Supplied material:
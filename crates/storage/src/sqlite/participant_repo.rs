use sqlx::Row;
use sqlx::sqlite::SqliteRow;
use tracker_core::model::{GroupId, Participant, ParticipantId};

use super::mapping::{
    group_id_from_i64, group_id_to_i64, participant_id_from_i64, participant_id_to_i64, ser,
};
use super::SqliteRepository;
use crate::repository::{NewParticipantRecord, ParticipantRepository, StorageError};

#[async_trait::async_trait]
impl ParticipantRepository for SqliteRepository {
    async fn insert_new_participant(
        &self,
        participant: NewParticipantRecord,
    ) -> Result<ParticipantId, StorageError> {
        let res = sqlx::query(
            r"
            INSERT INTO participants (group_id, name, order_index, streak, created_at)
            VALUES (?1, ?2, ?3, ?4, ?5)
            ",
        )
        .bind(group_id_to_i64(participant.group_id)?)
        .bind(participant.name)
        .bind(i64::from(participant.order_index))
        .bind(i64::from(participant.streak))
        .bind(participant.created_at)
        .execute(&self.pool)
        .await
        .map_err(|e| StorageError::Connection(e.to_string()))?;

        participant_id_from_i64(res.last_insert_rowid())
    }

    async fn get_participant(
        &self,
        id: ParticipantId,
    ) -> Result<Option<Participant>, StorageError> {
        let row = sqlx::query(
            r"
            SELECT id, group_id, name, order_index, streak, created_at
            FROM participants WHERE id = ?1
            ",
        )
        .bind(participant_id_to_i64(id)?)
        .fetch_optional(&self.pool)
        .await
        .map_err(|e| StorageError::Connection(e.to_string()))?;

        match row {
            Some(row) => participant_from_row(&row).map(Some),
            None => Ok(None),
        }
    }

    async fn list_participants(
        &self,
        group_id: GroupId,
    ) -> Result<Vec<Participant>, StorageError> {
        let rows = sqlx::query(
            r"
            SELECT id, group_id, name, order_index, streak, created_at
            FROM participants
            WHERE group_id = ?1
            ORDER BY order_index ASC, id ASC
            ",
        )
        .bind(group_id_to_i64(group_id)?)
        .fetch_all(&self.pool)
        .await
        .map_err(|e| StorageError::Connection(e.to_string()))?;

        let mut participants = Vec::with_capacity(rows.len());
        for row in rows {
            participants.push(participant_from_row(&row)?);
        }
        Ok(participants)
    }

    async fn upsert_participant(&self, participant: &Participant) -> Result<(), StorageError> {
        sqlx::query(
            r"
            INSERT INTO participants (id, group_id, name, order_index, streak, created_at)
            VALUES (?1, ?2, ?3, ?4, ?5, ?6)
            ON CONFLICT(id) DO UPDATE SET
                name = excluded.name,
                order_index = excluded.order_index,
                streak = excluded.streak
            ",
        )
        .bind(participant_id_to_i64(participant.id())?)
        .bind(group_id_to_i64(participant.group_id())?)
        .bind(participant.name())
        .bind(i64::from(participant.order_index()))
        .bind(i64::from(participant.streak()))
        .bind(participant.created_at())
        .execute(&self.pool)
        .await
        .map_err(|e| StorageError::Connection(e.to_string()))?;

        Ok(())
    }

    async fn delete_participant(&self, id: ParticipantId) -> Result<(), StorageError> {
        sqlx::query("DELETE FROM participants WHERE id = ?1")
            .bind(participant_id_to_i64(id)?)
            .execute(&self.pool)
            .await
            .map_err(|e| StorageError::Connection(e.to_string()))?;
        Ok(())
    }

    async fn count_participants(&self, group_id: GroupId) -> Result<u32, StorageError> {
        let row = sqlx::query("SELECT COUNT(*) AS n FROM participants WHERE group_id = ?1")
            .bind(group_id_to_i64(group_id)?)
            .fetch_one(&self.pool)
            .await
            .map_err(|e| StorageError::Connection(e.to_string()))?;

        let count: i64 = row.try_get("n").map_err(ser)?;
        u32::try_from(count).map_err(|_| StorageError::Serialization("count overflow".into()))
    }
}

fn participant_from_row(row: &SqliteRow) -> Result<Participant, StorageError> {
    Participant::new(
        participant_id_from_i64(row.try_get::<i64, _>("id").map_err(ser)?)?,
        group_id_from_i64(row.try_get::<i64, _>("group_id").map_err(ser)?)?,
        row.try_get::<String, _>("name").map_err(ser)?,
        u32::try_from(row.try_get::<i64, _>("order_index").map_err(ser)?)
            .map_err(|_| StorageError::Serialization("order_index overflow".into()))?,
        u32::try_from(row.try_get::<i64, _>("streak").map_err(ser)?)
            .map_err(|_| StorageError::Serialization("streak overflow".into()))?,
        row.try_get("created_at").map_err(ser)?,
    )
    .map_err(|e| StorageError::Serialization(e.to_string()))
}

What you need to do: In the records above, which lines hold the string "rows"? Copy each one.

Solved exercise:
        let rows = sqlx::query(
        let mut participants = Vec::with_capacity(rows.len());
        for row in rows {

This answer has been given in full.